• **Goal of the exercise**: Only the lines holding "they" are wanted. Copy every one from the records below.

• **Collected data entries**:
┌──

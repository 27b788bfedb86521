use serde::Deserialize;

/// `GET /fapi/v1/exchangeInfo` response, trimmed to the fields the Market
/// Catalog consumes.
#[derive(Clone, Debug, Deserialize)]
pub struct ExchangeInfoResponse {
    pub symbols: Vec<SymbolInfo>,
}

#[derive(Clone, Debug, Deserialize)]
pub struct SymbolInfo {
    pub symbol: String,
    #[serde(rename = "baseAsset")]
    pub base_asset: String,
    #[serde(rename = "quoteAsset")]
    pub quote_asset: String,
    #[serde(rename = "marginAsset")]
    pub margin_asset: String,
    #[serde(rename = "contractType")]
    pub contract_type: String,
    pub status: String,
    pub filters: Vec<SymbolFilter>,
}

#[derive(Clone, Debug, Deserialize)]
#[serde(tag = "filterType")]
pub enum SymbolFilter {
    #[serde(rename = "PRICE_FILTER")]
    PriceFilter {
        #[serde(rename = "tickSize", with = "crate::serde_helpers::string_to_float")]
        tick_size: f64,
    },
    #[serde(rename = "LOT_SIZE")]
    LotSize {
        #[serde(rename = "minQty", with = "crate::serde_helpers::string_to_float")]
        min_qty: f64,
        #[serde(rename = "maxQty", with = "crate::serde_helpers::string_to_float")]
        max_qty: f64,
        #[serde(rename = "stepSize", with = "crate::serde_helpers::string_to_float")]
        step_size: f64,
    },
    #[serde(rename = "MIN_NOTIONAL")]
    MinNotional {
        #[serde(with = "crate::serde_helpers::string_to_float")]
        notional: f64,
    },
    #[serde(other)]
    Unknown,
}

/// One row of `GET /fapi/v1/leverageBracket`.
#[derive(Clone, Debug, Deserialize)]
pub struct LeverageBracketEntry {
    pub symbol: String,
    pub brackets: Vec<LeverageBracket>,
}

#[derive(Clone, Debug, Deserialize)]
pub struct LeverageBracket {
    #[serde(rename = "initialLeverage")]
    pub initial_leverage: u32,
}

└──
┌──

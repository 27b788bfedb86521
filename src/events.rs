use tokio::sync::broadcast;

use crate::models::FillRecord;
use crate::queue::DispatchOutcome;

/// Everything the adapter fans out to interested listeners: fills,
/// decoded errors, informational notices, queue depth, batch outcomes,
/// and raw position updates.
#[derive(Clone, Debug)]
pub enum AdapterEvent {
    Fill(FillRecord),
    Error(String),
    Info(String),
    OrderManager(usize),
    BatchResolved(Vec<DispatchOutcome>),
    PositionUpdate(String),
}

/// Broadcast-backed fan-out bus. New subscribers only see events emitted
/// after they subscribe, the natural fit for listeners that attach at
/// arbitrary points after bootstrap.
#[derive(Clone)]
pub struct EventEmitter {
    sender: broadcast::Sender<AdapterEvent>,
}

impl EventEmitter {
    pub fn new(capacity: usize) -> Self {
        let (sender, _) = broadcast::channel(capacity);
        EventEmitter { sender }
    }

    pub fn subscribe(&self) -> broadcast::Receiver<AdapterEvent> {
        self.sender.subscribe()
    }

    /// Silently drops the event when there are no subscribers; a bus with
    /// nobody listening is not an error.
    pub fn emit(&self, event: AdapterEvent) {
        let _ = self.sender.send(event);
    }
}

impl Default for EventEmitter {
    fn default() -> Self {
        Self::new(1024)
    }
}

└──
┌──

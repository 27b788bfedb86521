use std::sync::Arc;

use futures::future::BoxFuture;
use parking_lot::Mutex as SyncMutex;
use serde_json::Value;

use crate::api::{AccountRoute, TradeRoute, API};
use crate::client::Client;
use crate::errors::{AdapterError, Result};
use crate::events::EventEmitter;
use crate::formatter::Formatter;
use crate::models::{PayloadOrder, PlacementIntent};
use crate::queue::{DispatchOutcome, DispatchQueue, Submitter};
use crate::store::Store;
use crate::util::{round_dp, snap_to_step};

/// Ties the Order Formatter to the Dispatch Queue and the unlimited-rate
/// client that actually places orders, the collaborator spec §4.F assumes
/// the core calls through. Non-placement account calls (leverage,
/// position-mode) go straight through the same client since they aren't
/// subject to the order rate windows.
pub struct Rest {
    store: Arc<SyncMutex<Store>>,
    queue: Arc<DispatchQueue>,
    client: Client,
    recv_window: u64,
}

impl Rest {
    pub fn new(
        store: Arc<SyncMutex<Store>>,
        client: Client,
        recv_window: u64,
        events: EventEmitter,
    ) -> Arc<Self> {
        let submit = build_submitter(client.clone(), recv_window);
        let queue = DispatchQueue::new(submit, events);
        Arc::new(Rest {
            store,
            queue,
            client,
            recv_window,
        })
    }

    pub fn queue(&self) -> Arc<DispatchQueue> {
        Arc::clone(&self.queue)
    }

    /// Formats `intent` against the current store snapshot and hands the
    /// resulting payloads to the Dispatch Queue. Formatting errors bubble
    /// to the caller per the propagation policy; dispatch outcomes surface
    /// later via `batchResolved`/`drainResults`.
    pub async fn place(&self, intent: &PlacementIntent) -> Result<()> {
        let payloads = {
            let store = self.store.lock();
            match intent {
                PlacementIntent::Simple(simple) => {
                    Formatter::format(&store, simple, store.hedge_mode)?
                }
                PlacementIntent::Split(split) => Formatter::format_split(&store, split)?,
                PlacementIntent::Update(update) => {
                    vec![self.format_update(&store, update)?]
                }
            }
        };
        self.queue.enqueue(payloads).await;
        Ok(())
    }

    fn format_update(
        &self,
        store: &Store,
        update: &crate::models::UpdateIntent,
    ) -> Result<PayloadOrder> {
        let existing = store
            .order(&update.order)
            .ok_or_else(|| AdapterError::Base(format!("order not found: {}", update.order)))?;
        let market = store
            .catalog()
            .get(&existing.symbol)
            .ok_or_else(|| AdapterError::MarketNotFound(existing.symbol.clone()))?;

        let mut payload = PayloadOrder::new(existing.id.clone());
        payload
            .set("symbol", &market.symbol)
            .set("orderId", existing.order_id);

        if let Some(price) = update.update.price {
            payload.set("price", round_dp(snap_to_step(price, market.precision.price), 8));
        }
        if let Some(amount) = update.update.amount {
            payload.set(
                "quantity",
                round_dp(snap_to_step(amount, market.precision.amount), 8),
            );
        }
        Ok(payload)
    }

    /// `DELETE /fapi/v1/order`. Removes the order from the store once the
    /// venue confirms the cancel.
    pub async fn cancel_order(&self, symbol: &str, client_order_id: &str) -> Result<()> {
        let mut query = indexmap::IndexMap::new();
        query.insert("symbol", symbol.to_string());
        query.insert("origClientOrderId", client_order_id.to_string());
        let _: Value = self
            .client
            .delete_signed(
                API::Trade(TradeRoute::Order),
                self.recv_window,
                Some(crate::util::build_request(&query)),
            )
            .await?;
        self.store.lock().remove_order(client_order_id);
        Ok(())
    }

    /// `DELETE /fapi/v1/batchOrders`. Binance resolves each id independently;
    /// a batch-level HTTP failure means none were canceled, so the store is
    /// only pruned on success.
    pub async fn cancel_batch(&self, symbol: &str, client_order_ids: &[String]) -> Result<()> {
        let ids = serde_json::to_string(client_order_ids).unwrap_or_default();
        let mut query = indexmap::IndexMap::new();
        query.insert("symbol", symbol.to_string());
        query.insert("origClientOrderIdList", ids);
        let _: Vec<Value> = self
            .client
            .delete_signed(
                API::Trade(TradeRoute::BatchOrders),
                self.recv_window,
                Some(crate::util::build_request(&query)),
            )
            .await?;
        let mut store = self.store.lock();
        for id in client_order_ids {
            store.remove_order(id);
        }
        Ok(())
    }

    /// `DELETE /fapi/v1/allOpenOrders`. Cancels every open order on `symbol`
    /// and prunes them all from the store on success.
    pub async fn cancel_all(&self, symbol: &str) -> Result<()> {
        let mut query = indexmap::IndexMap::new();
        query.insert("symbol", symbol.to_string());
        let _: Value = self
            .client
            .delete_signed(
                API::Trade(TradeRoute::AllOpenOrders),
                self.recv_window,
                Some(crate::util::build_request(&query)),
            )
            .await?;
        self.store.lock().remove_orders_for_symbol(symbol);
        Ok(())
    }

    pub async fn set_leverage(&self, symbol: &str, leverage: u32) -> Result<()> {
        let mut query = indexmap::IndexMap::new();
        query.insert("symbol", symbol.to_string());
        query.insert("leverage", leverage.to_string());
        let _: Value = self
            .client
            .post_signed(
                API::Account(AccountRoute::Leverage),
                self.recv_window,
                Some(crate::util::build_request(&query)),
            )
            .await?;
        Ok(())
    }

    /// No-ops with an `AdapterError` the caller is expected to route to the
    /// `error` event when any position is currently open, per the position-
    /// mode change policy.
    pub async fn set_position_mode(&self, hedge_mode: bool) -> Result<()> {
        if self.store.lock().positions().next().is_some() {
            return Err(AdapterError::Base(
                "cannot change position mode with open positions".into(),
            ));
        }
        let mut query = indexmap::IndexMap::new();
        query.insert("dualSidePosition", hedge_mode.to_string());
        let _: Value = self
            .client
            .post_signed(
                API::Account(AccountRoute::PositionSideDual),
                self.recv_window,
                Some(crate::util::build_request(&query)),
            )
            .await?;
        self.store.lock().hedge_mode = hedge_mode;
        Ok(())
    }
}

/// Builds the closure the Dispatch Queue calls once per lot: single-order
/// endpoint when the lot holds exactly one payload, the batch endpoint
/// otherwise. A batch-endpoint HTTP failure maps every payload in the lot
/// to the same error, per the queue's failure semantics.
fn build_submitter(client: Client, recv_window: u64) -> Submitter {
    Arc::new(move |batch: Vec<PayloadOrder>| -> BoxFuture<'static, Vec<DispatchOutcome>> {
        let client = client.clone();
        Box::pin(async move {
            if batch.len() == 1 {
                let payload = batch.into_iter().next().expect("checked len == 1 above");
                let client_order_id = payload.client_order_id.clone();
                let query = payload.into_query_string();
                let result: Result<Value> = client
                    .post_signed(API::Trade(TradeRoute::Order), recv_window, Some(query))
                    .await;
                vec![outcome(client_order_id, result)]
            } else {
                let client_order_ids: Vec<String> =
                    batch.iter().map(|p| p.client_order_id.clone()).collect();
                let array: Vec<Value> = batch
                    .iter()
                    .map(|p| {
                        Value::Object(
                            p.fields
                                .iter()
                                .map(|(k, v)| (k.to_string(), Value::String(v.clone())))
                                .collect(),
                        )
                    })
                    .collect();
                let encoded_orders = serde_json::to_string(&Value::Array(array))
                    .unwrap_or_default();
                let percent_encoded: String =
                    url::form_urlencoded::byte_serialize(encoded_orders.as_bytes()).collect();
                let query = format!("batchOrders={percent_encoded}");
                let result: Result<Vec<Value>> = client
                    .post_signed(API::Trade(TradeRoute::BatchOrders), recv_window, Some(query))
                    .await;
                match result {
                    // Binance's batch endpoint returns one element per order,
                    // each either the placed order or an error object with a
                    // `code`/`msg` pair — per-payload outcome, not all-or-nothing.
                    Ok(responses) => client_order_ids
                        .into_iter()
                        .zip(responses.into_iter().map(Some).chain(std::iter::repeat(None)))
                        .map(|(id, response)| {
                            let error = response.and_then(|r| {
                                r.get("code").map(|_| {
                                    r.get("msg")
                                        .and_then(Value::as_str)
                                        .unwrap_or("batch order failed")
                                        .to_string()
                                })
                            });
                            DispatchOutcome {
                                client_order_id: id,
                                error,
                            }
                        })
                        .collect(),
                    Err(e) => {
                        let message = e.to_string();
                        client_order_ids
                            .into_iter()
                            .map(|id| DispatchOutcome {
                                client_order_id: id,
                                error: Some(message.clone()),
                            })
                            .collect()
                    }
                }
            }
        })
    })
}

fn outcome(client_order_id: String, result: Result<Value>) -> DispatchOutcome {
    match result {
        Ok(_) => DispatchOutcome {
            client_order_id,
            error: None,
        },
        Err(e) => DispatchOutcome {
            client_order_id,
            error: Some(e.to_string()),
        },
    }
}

└──

• **Answer box**:
/// after they subscribe, the natural fit for listeners that attach at
/// position-mode) go straight through the same client since they aren't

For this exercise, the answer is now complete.